Rotational molding is a thermoplastic hollow molding method. Its main principle is to put powdered plastic raw materials into the mold. During the heating process, the mold rotates around two vertical axes for a certain period of time to melt the plastic raw materials in the mold and evenly coat it. Cover the surface of the inner cavity of the mold, and then cool and shape the mold to obtain a hollow plastic product. Rotational molding has fewer controllable process parameters, and its quality is more difficult to control. The following discusses how to control and improve the molding quality of rotomolding products from three aspects: surface bubbles, deformation and mechanical properties.
1. How to eliminate surface bubbles
Studies have shown that in rotational molding, the generation of surface bubbles is a necessary stage in the process. The existence of surface bubbles not only affects the appearance, but also deteriorates the performance of the product. There are two ways to eliminate surface bubbles:
(1) Use appropriate plastic powder particle size. The influence of plastic powder particle size on surface bubbles is related to the heating temperature in the mold. When the heating temperature is lower (such as lower than 190°C), the smaller the particle size, the more surface bubbles; when the heating temperature is higher (such as higher than 210°C), the smaller the particle size, the fewer surface bubbles, but The particle size should not be too small, otherwise it is not conducive to molding;
(2) Increase the heating temperature. Increasing the heating temperature is the first option to eliminate surface bubbles. Moreover, the smaller the particle size of the powder used, the lower the heating temperature required to eliminate surface bubbles. However, as mentioned earlier, too small powder particle size is not conducive to molding.

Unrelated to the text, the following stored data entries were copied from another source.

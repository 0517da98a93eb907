//! ==============================================================================
//! live.rs - websocket live-update channel
//! ==============================================================================
//!
//! purpose:
//!     one task per connected viewer. frames are JSON envelopes
//!     `{"event": <name>, "data": <payload>}`:
//!
//!     client -> server:  ping             (any data)  -> pong {"msg":"pong"}
//!                        update-location  mobile reading, appended + broadcast
//!     server -> client:  history          backlog, once on connect
//!                        new-data         one Reading per append
//!                        pong / error     replies to this client only
//!
//! relationships:
//!     - registered by: server.rs (GET /ws)
//!     - uses: relay.rs (connect/disconnect, ingest for update-location)
//!
//! ==============================================================================

use axum::{
    extract::{
        ws::{Message, WebSocket, WebSocketUpgrade},
        State,
    },
    response::IntoResponse,
};
use serde::{Deserialize, Serialize};
use serde_json::{json, Value};

use crate::domain::{Reading, ReadingKind};
use crate::relay::{Relay, Subscription};
use crate::server::AppState;

#[derive(Clone, Debug, PartialEq, Serialize, Deserialize)]
#[serde(tag = "event", content = "data", rename_all = "kebab-case")]
pub enum ServerEvent {
    History(Vec<Reading>),
    NewData(Reading),
    Pong(Value),
    Error(Value),
}

impl ServerEvent {
    pub fn pong() -> Self {
        Self::Pong(json!({ "msg": "pong" }))
    }

    fn protocol_error(message: String) -> Self {
        Self::Error(json!({ "error": message, "code": "bad_event" }))
    }
}

#[derive(Deserialize)]
struct Envelope {
    event: String,
    #[serde(default)]
    data: Value,
}

/// handle one inbound text frame; returns the reply for this client, if any
pub async fn handle_text(relay: &Relay, text: &str) -> Option<ServerEvent> {
    let envelope: Envelope = match serde_json::from_str(text) {
        Ok(e) => e,
        Err(e) => return Some(ServerEvent::protocol_error(format!("unreadable frame: {}", e))),
    };

    match envelope.event.as_str() {
        "ping" => Some(ServerEvent::pong()),
        // the new-data echo reaches this client through its own queue
        "update-location" => match relay.ingest(&envelope.data, ReadingKind::Mobile).await {
            Ok(_) => None,
            Err(e) => Some(ServerEvent::Error(e.to_json())),
        },
        other => Some(ServerEvent::protocol_error(format!("unknown event `{}`", other))),
    }
}

/// GET /ws
pub async fn ws_handler(ws: WebSocketUpgrade, State(state): State<AppState>) -> impl IntoResponse {
    ws.on_upgrade(move |socket| run_session(socket, state.relay))
}

async fn run_session(mut socket: WebSocket, relay: Relay) {
    let Subscription { id, backlog, mut events } = relay.connect().await;

    if send(&mut socket, &ServerEvent::History(backlog)).await.is_err() {
        relay.disconnect(id);
        return;
    }

    loop {
        tokio::select! {
            queued = events.recv() => {
                match queued {
                    Some(reading) => {
                        if send(&mut socket, &ServerEvent::NewData(reading)).await.is_err() {
                            break;
                        }
                    }
                    None => {
                        // the broadcaster removed us (queue overflow)
                        tracing::warn!(subscriber = %id, "live queue closed, ending session");
                        break;
                    }
                }
            }
            inbound = socket.recv() => {
                match inbound {
                    Some(Ok(Message::Text(text))) => {
                        if let Some(reply) = handle_text(&relay, &text).await {
                            if send(&mut socket, &reply).await.is_err() {
                                break;
                            }
                        }
                    }
                    Some(Ok(Message::Close(_))) | None => break,
                    Some(Ok(_)) => {} // binary and control frames
                    Some(Err(e)) => {
                        tracing::debug!(subscriber = %id, error = %e, "websocket receive failed");
                        break;
                    }
                }
            }
        }
    }

    relay.disconnect(id);
}

async fn send(socket: &mut WebSocket, event: &ServerEvent) -> Result<(), axum::Error> {
    let frame = encode(event).map_err(|e| {
        tracing::error!(error = %e, "failed to encode live event");
        axum::Error::new(e)
    })?;
    socket.send(frame).await
}

fn encode(event: &ServerEvent) -> Result<Message, serde_json::Error> {
    serde_json::to_string(event).map(Message::Text)
}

2. How to solve the deformation problem
Rotomolding is generally used to form large hollow plastic products, such as various large containers, sporting goods, toy models, kayaks and various boxes, shells, large pipes, etc. These large products are prone to deformation problems. To solve the deformation problem, we can start from the following three aspects.
(1) Adopt the preheating procedure. For slender rotomolding products, especially those with thin ends and thick middle, since the two ends are far away from the heating source, and the thickness is thin, the cooling speed is the fastest, which easily leads to a low temperature here. The low temperature will affect the feeding volume, resulting in uneven wall thickness, resulting in deformation. The two ends of the mold can be pre-heated before forming to increase the temperature here to ensure the amount of material at the two ends, reduce the difference in wall thickness, and slow down the deformation.

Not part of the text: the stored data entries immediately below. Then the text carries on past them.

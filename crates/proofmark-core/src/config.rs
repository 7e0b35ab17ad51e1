//! Engine configuration, passed in as a value.
//!
//! The engine never reads the environment or the filesystem for
//! configuration; callers construct (or deserialize) a [`Config`] and hand
//! it to the entry points. Every section defaults sensibly so a TOML
//! overlay only needs the fields it changes.

use serde::{Deserialize, Serialize};

/// Default per-request timeout in seconds.
pub const DEFAULT_REQUEST_TIMEOUT_SECS: u64 = 30;
/// Default whole-submission deadline in seconds.
pub const DEFAULT_SUBMIT_DEADLINE_SECS: u64 = 120;
/// Default minimum calendars that must accept a submission.
pub const DEFAULT_MIN_SUCCESSFUL: usize = 1;
/// Default minimum consensus score for a valid verdict.
pub const DEFAULT_MIN_SCORE: f64 = 0.6;
/// Default per-URI cooldown between upgrade attempts, in seconds.
pub const DEFAULT_UPGRADE_COOLDOWN_SECS: u64 = 300;

/// How calendar submission decides it is done.
#[derive(Debug, Clone, Copy, PartialEq, Eq, Serialize, Deserialize)]
#[serde(rename_all = "snake_case", tag = "kind")]
pub enum SubmitStrategy {
    /// Wait for every calendar (or the deadline).
    All,
    /// Return as soon as `required` calendars accepted.
    Quorum {
        /// Number of accepting calendars required.
        required: usize,
    },
    /// Return on the first accepting calendar.
    FirstSuccess,
}

impl Default for SubmitStrategy {
    fn default() -> Self {
        Self::All
    }
}

/// Calendar submission settings.
#[derive(Debug, Clone, PartialEq, Serialize, Deserialize)]
#[serde(default)]
pub struct SubmitConfig {
    /// Completion strategy.
    pub strategy: SubmitStrategy,
    /// Minimum calendars that must accept before submission counts as
    /// successful.
    pub min_successful: usize,
    /// Per-calendar request timeout, seconds.
    pub request_timeout_secs: u64,
    /// Deadline for the whole submission batch, seconds.
    pub deadline_secs: u64,
}

impl Default for SubmitConfig {
    fn default() -> Self {
        Self {
            strategy: SubmitStrategy::default(),
            min_successful: DEFAULT_MIN_SUCCESSFUL,
            request_timeout_secs: DEFAULT_REQUEST_TIMEOUT_SECS,
            deadline_secs: DEFAULT_SUBMIT_DEADLINE_SECS,
        }
    }
}

/// Verification settings.
#[derive(Debug, Clone, PartialEq, Serialize, Deserialize)]
#[serde(default)]
pub struct VerifyConfig {
    /// Minimum consensus score for `overall_valid`.
    pub min_score: f64,
    /// Per-request timeout for explorers, calendars, and RPC, seconds.
    pub request_timeout_secs: u64,
    /// Cooldown between upgrade attempts against the same URI, seconds.
    pub upgrade_cooldown_secs: u64,
}

impl Default for VerifyConfig {
    fn default() -> Self {
        Self {
            min_score: DEFAULT_MIN_SCORE,
            request_timeout_secs: DEFAULT_REQUEST_TIMEOUT_SECS,
            upgrade_cooldown_secs: DEFAULT_UPGRADE_COOLDOWN_SECS,
        }
    }
}

/// Anchor endpoints for a UTXO chain (Bitcoin, Litecoin).
#[derive(Debug, Clone, Default, PartialEq, Eq, Serialize, Deserialize)]
#[serde(default)]
pub struct ChainConfig {
    /// Esplora-style explorer base URLs, tried in order.
    pub explorers: Vec<String>,
    /// Optional full-node JSON-RPC URL; when set it is the primary path.
    pub rpc_url: Option<String>,
}

/// Anchor endpoints for Ethereum.
#[derive(Debug, Clone, Default, PartialEq, Eq, Serialize, Deserialize)]
#[serde(default)]
pub struct EthereumConfig {
    /// JSON-RPC endpoint (`eth_*` methods).
    pub rpc_url: Option<String>,
    /// Etherscan-style proxy endpoints, tried when no RPC is configured.
    pub explorers: Vec<String>,
}

/// Complete engine configuration.
#[derive(Debug, Clone, PartialEq, Serialize, Deserialize)]
#[serde(default)]
pub struct Config {
    /// Calendar base URLs commitments are submitted to.
    pub calendars: Vec<String>,
    /// Submission settings.
    pub submit: SubmitConfig,
    /// Verification settings.
    pub verify: VerifyConfig,
    /// Bitcoin anchor endpoints.
    pub bitcoin: ChainConfig,
    /// Litecoin anchor endpoints.
    pub litecoin: ChainConfig,
    /// Ethereum anchor endpoints.
    pub ethereum: EthereumConfig,
}

impl Default for Config {
    fn default() -> Self {
        Self {
            calendars: vec![
                "https://a.pool.opentimestamps.org".to_string(),
                "https://b.pool.opentimestamps.org".to_string(),
                "https://alice.btc.calendar.opentimestamps.org".to_string(),
                "https://bob.btc.calendar.opentimestamps.org".to_string(),
            ],
            submit: SubmitConfig::default(),
            verify: VerifyConfig::default(),
            bitcoin: ChainConfig {
                explorers: vec![
                    "https://blockstream.info/api".to_string(),
                    "https://mempool.space/api".to_string(),
                ],
                rpc_url: None,
            },
            litecoin: ChainConfig {
                explorers: vec!["https://litecoinspace.org/api".to_string()],
                rpc_url: None,
            },
            ethereum: EthereumConfig::default(),
        }
    }
}

#[cfg(test)]
mod tests {
    use super::*;

    #[test]
    fn test_defaults() {
        let config = Config::default();
        assert_eq!(config.calendars.len(), 4);
        assert_eq!(config.submit.min_successful, 1);
        assert_eq!(config.submit.strategy, SubmitStrategy::All);
        assert!((config.verify.min_score - 0.6).abs() < f64::EPSILON);
        assert!(config.bitcoin.rpc_url.is_none());
    }

    #[test]
    fn test_partial_overlay_keeps_defaults() {
        let config: Config = serde_json::from_str(
            r#"{
                "calendars": ["https://cal.example"],
                "submit": { "strategy": { "kind": "quorum", "required": 2 } }
            }"#,
        )
        .unwrap();
        assert_eq!(config.calendars, vec!["https://cal.example".to_string()]);
        assert_eq!(
            config.submit.strategy,
            SubmitStrategy::Quorum { required: 2 }
        );
        // Untouched sections keep their defaults.
        assert_eq!(config.submit.request_timeout_secs, 30);
        assert_eq!(config.bitcoin.explorers.len(), 2);
    }
}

(2) Increase the heating temperature in the mold. In the rotomolding product, there is a difference between the bubble and the bubble-free area during cooling, resulting in uneven shrinkage and inducing deformation. As mentioned earlier, increasing the heating temperature is the preferred option to eliminate surface bubbles, which is also applicable to eliminating bubbles in the wall.

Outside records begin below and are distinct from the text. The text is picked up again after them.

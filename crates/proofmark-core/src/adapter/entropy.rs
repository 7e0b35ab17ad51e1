//! Randomness collaborator, used once per stamp for the privacy nonce.

use rand::rngs::OsRng;
use rand::RngCore;

/// Length of the nonce the engine requests.
pub const NONCE_BYTES: usize = 16;

/// Cryptographic source for stamp nonces.
pub trait EntropySource: Send + Sync {
    /// Returns 16 fresh random bytes.
    fn nonce_bytes(&self) -> [u8; NONCE_BYTES];
}

/// Operating-system CSPRNG.
#[derive(Debug, Clone, Copy, Default)]
pub struct OsEntropy;

impl EntropySource for OsEntropy {
    fn nonce_bytes(&self) -> [u8; NONCE_BYTES] {
        let mut nonce = [0u8; NONCE_BYTES];
        OsRng.fill_bytes(&mut nonce);
        nonce
    }
}

/// Deterministic entropy for tests.
#[derive(Debug, Clone, Copy)]
pub struct FixedEntropy(pub [u8; NONCE_BYTES]);

impl EntropySource for FixedEntropy {
    fn nonce_bytes(&self) -> [u8; NONCE_BYTES] {
        self.0
    }
}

(3) Change the cooling method. During the cooling process, if the thickness of the product varies greatly, there will be significant differences in temperature at different parts, which is the main factor for deformation. Therefore, cooling methods that expand the temperature difference cannot be adopted, such as full forced air cooling, water cooling, and so on. Instead, use natural cooling as much as possible, adopt local air cooling for higher temperature parts, and adopt local reheating for lower temperature parts to adjust the temperature difference, so as to avoid major deformation of the product.